Конечно же, “классика жанра” — повесть “На Кожум’яках”, из которой Старицкий создал гениальный водевиль “За двома зайцями”. Язык Прони Прокоповны Серковой и Свирида Петровича Голохвастова, над которым так искренне смеются зрители знаменитого фильма, тем не менее почти не отличается от современного киевского суржика, на коем говорят, к примеру, базарные торговки… Так что бесконечно прав Николай Гоголь: даже не подозревая, обыватель смеется над собой!

Время от времени киевская пресса пытается полемизировать на тему “культури мовлення”, однако, размышляя о том, как правильно говорить: “эфир” или “етер”, “Пекін” или “Бейджін”, “вертоліт” или “гвинтокрил”, “панцерник” или “танк”, вольно или невольно развивает неповторимый киевский суржик, обогащая его новыми странными словечками.

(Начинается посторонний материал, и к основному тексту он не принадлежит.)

//! Load planning across lanes.
//!
//! The planner validates a [`LoadRequest`], solves each lane with a
//! [`LoadOptimizer`] and keeps the lane whose selection pays the most.

use thiserror::Error;

#[cfg(feature = "serde")]
use serde::{Deserialize, Serialize};

use crate::{Capacity, LoadOptimizer, LoadRequest, LoadRequestValidationError, Order, group_by_lane};

/// The orders chosen for a truck with totals and utilisation.
#[derive(Debug, Clone, PartialEq)]
#[cfg_attr(feature = "serde", derive(Serialize, Deserialize))]
pub struct LoadPlan {
    /// Truck the plan was built for.
    pub truck_id: String,
    /// Identifiers of the selected orders, in lane input order.
    pub selected_order_ids: Vec<String>,
    /// Sum of selected payouts in cents.
    pub total_payout_cents: u64,
    /// Sum of selected weights in pounds.
    pub total_weight_lbs: u64,
    /// Sum of selected volumes in cubic feet.
    pub total_volume_cuft: u64,
    /// Weight used as a percentage of capacity, two decimals.
    pub utilization_weight_percent: f64,
    /// Volume used as a percentage of capacity, two decimals.
    pub utilization_volume_percent: f64,
}

/// Errors returned by [`LoadPlanner::plan`].
#[derive(Debug, Clone, PartialEq, Eq, Error)]
pub enum PlanError {
    /// The request failed validation.
    #[error("invalid load request: {0}")]
    InvalidRequest(#[from] LoadRequestValidationError),
}

/// Express `total` as a percentage of `capacity`, rounded to two decimals.
///
/// Returns `0.0` when `total` or `capacity` is zero.
///
/// # Examples
/// ```
/// use loadwise_core::utilization_percent;
///
/// assert_eq!(utilization_percent(30_000, 44_000), 68.18);
/// assert_eq!(utilization_percent(0, 44_000), 0.0);
/// ```
#[must_use]
#[expect(
    clippy::float_arithmetic,
    clippy::cast_precision_loss,
    reason = "utilisation is reported as a rounded floating-point percentage"
)]
pub fn utilization_percent(total: u64, capacity: u32) -> f64 {
    if total == 0 || capacity == 0 {
        return 0.0;
    }
    let ratio = total as f64 / f64::from(capacity);
    (ratio * 10_000.0).round() / 100.0
}

/// Plans loads by solving each compatibility lane independently.
///
/// # Examples
/// ```
/// use loadwise_core::{
///     Capacity, LoadOptimizer, LoadPlanner, LoadRequest, Order, Selection, Truck,
/// };
///
/// struct NothingFits;
///
/// impl LoadOptimizer for NothingFits {
///     fn optimise(&self, _capacity: Capacity, _orders: &[&Order]) -> Selection {
///         Selection::empty()
///     }
/// }
///
/// # fn main() -> Result<(), loadwise_core::PlanError> {
/// let planner = LoadPlanner::new(NothingFits);
/// let request = LoadRequest {
///     truck: Truck {
///         id: "truck-1".into(),
///         max_weight_lbs: 44_000,
///         max_volume_cuft: 3_000,
///     },
///     orders: Vec::new(),
/// };
/// let plan = planner.plan(&request)?;
/// assert!(plan.selected_order_ids.is_empty());
/// # Ok(())
/// # }
/// ```
#[derive(Debug, Clone, Default)]
pub struct LoadPlanner<O> {
    optimizer: O,
}

impl<O: LoadOptimizer> LoadPlanner<O> {
    /// Construct a planner around `optimizer`.
    #[must_use]
    pub const fn new(optimizer: O) -> Self {
        Self { optimizer }
    }

    /// Validate `request` and choose the best-paying feasible load.
    ///
    /// Lanes are compared by total payout; a later lane replaces the current
    /// best only when it pays strictly more.
    ///
    /// # Errors
    ///
    /// Returns [`PlanError::InvalidRequest`] when validation fails.
    pub fn plan(&self, request: &LoadRequest) -> Result<LoadPlan, PlanError> {
        request.validate()?;
        let capacity = request.truck.capacity();

        let lanes = group_by_lane(&request.orders);
        let mut best: Vec<&Order> = Vec::new();
        let mut best_payout = 0_u64;
        for (key, orders) in lanes.iter() {
            let selection = self.optimizer.optimise(capacity, orders);
            log::debug!(
                "lane {} -> {} (hazmat: {}): {} orders, selected {:?} paying {}",
                key.origin,
                key.destination,
                key.is_hazmat,
                orders.len(),
                selection.indices,
                selection.total_payout_cents
            );
            if selection.total_payout_cents > best_payout {
                best_payout = selection.total_payout_cents;
                best = selection
                    .indices
                    .iter()
                    .filter_map(|&index| orders.get(index).copied())
                    .collect();
            }
        }

        let plan = build_plan(&request.truck.id, capacity, &best);
        log::debug!(
            "truck {}: {} lanes, {} orders selected, payout {}",
            plan.truck_id,
            lanes.len(),
            plan.selected_order_ids.len(),
            plan.total_payout_cents
        );
        Ok(plan)
    }
}

// Validated requests hold at most MAX_ORDERS orders each paying at most
// MAX_PAYOUT_CENTS, so these sums cannot overflow.
fn build_plan(truck_id: &str, capacity: Capacity, selected: &[&Order]) -> LoadPlan {
    let total_payout_cents = selected.iter().map(|order| order.payout_cents).sum();
    let total_weight_lbs = selected
        .iter()
        .map(|order| u64::from(order.weight_lbs))
        .sum();
    let total_volume_cuft = selected
        .iter()
        .map(|order| u64::from(order.volume_cuft))
        .sum();
    LoadPlan {
        truck_id: truck_id.to_owned(),
        selected_order_ids: selected.iter().map(|order| order.id.clone()).collect(),
        total_payout_cents,
        total_weight_lbs,
        total_volume_cuft,
        utilization_weight_percent: utilization_percent(total_weight_lbs, capacity.max_weight_lbs),
        utilization_volume_percent: utilization_percent(
            total_volume_cuft,
            capacity.max_volume_cuft,
        ),
    }
}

“Какая-то “дама с собачкой”, одетая нарядно и со вкусом, хотела показать своим новым знакомым, какой у нее дрессированный пудель, и крикнула ему повелительно:

— Ляжь!

И я тут же подумал, — писал в 1966 году Корней Иванович Чуковский, — что если бы чеховская “дама с собачкой” сказала при Дмитрии Гурове своему белому шпицу: “Ляжь!” — Гуров, конечно, не мог бы влюбиться в нее…

Что, например, хорошего мог я подумать о том престарелом учителе, который предложил первоклассникам:

— Кто не имеет чернильницы спереду, мочай взад!

И о студенте, который сказал из-за двери:

— Сейчас я поброюсь и выйду!”

Корней Иванович считал (и совершенно справедливо), что “все эти ляжь и мочай не заслуживают никакого снисхождения… равно как булгахтер, ндравится, броюсь, хочем, хужее, обнаковенный, хотит, калидор, инциндент…” С тех пор прошло сорок лет…

— Сейчас я швидко вам все подаду, — говорит мне намедни молоденькая официантка. И добавляет (обращаясь к моей супруге):

— Порции у нас великі, так шо, если вы не доедите, муж ваш доедит!

И это в столице Украины!

Что добавить к этому? Суржик жил, суржик жив, суржик будет жить! А вы как думаете?